A satellite is revolving around earth in its equatorial plane with a period `T`. If the radius of earth suddenly shrinks to half without change in the mass. Then, the new period of revolution will be

To solve the problem, we need to analyze how the period of a satellite's revolution is affected when the radius of the Earth shrinks to half while keeping its mass constant. ### Step-by-Step Solution: 1. **Understanding the Initial Conditions**: - Let the original radius of the Earth be \( R \). - The satellite is revolving around the Earth with a period \( T \). 2. **Using the Formula for the Period of a Satellite**: - The period \( T \) of a satellite in orbit is given by the formula: \[ T = 2\pi \sqrt{\frac{r^3}{GM}} \] where \( r \) is the distance from the center of the Earth to the satellite, \( G \) is the gravitational constant, and \( M \) is the mass of the Earth. 3. **Effect of the Radius of the Earth Shrinking**: - If the radius of the Earth shrinks to half, the new radius \( R' \) becomes: \[ R' = \frac{R}{2} \] - However, the mass \( M \) of the Earth remains unchanged. 4. **Analyzing the Orbit of the Satellite**: - The satellite's orbit is determined by its distance from the center of the Earth.
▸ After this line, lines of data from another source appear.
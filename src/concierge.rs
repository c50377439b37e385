//! The end-to-end concierge pipeline.
//!
//! ```text
//! messages ─▶ latest user text ─▶ analyze ─▶ route ─▶ execute ─▶ merge
//! ```
//!
//! [`Concierge::respond`] never fails: a missing query or a total source
//! outage both produce the apology reply, so the chat UI always has
//! something to show.

use std::path::Path;
use std::time::{Duration, Instant};

use anyhow::{Context, Result};
use chrono::{DateTime, NaiveDate, Utc};
use serde::Serialize;

use concierge_core::intent::analyze_query;
use concierge_core::merge::{fallback_response, merge_responses};
use concierge_core::models::{
    ConversationContext, ExecutionStrategy, Message, OrchestratedResponse, QueryAnalysis, Role,
    RoutingDecision,
};
use concierge_core::routing::select_route;
use concierge_core::source::SourceRequest;

use crate::adapters::SourceRegistry;
use crate::config::Config;
use crate::orchestrator::Orchestrator;

/// Analysis and plan for one query, computed without any I/O.
#[derive(Debug, Clone, Serialize)]
pub struct QueryPlan {
    pub analysis: QueryAnalysis,
    pub routing: RoutingDecision,
}

pub fn plan(query: &str, today: NaiveDate) -> QueryPlan {
    let analysis = analyze_query(query, today);
    let routing = select_route(analysis.intent);
    QueryPlan { analysis, routing }
}

pub struct Concierge {
    orchestrator: Orchestrator,
    context_window: usize,
}

impl Concierge {
    pub fn new(registry: SourceRegistry, source_timeout: Duration, context_window: usize) -> Self {
        Self {
            orchestrator: Orchestrator::new(registry, source_timeout),
            context_window,
        }
    }

    pub fn from_config(config: &Config) -> Result<Self> {
        let registry = SourceRegistry::from_config(config)?;
        Ok(Self::new(
            registry,
            Duration::from_secs(config.orchestrator.source_timeout_secs),
            config.orchestrator.context_window,
        ))
    }

    pub fn registry(&self) -> &SourceRegistry {
        self.orchestrator.registry()
    }

    pub fn analyze(&self, query: &str, today: NaiveDate) -> QueryPlan {
        plan(query, today)
    }

    pub async fn respond(&self, messages: &[Message]) -> OrchestratedResponse {
        self.respond_at(messages, Utc::now()).await
    }

    /// Answer the latest user message as of `now`.
    pub async fn respond_at(&self, messages: &[Message], now: DateTime<Utc>) -> OrchestratedResponse {
        let start = Instant::now();
        let request_id = uuid::Uuid::new_v4().to_string();

        let query = messages
            .iter()
            .rev()
            .find(|m| m.role == Role::User)
            .map(|m| m.content.trim())
            .unwrap_or_default();

        if query.is_empty() {
            tracing::info!(request_id = %request_id, "no user query to answer");
            let mut reply = fallback_response(ExecutionStrategy::Single.as_str(), 0);
            reply.metadata.request_id = Some(request_id);
            return reply;
        }

        let QueryPlan { analysis, routing } = plan(query, now.date_naive());
        tracing::info!(
            request_id = %request_id,
            intent = %analysis.intent,
            confidence = analysis.confidence,
            strategy = routing.strategy.as_str(),
            "routing query"
        );

        let context = ConversationContext::from_messages(messages, self.context_window, now);
        let intent = analysis.intent;
        let request = SourceRequest::new(query, analysis, messages.to_vec(), context);

        let responses = self.orchestrator.execute(&routing, request).await;
        let mut reply = merge_responses(&responses, &routing);
        reply.metadata.intent = Some(intent);
        reply.metadata.request_id = Some(request_id.clone());

        tracing::info!(
            request_id = %request_id,
            sources = reply.metadata.sources_used.len(),
            hotels = reply.hotels.len(),
            elapsed_ms = start.elapsed().as_millis() as u64,
            "reply ready"
        );
        reply
    }
}

/// Parse `--date YYYY-MM-DD`, defaulting to today (UTC).
pub fn resolve_today(date: Option<&str>) -> Result<NaiveDate> {
    match date {
        Some(d) => NaiveDate::parse_from_str(d, "%Y-%m-%d")
            .with_context(|| format!("invalid --date '{}', expected YYYY-MM-DD", d)),
        None => Ok(Utc::now().date_naive()),
    }
}

/// `concierge analyze`: print the analysis and plan as JSON.
pub fn run_analyze(query: &str, date: Option<&str>) -> Result<()> {
    let today = resolve_today(date)?;
    let plan = plan(query, today);
    println!("{}", serde_json::to_string_pretty(&plan)?);
    Ok(())
}

/// `concierge ask`: answer one query and print the reply.
pub async fn run_ask(config_path: &Path, query: &str, date: Option<&str>) -> Result<()> {
    let config = crate::config::load_config(config_path)?;
    let concierge = Concierge::from_config(&config)?;

    let now = match date {
        Some(_) => resolve_today(date)?
            .and_hms_opt(12, 0, 0)
            .map(|dt| dt.and_utc())
            .unwrap_or_else(Utc::now),
        None => Utc::now(),
    };

    let reply = concierge.respond_at(&[Message::user(1, query)], now).await;
    print_reply(&reply);
    Ok(())
}

fn print_reply(reply: &OrchestratedResponse) {
    println!("{}", reply.primary_response);

    if !reply.hotels.is_empty() {
        println!();
        println!("{:<28} {:<16} {:>10} {:>7}", "HOTEL", "LOCATION", "EUR/NIGHT", "RATING");
        for hotel in &reply.hotels {
            let price = hotel
                .price_per_night
                .map(|p| format!("{:.0}", p))
                .unwrap_or_else(|| "-".to_string());
            let rating = hotel
                .rating
                .map(|r| format!("{:.1}", r))
                .unwrap_or_else(|| "-".to_string());
            let name = if hotel.sponsored {
                format!("{} *", hotel.name)
            } else {
                hotel.name.clone()
            };
            println!(
                "{:<28} {:<16} {:>10} {:>7}",
                name,
                hotel.location.as_deref().unwrap_or("-"),
                price,
                rating
            );
        }
    }

    if !reply.local_content.is_empty() {
        println!();
        for item in &reply.local_content {
            println!("[{}] {}", item.content_type.as_str(), item.title);
        }
    }

    let meta = &reply.metadata;
    let sources: Vec<&str> = meta.sources_used.iter().map(|s| s.as_str()).collect();
    println!();
    println!(
        "intent={} strategy={} sources=[{}] confidence={:.2} time={}ms",
        meta.intent.map(|i| i.as_str()).unwrap_or("-"),
        meta.strategy,
        sources.join(","),
        meta.confidence,
        meta.total_execution_time_ms
    );
}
If the satellite was initially at a distance \( r \) from the center of the Earth, this distance does not change simply because the Earth's radius shrinks. - Therefore, the distance \( r \) remains the same for the satellite. 5. **Calculating the New Period**: - Since the formula for the period \( T \) does not depend on the radius of the Earth but rather on the distance \( r \) from the center of the Earth, we can conclude that: \[ T' = 2\pi \sqrt{\frac{r^3}{GM}} \] - This means the new period \( T' \) is the same as the original period \( T \). 6. **Conclusion**: - The new period of revolution remains unchanged, so: \[ T' = T \] ### Final Answer: The new period of revolution will be the same as the original period \( T \).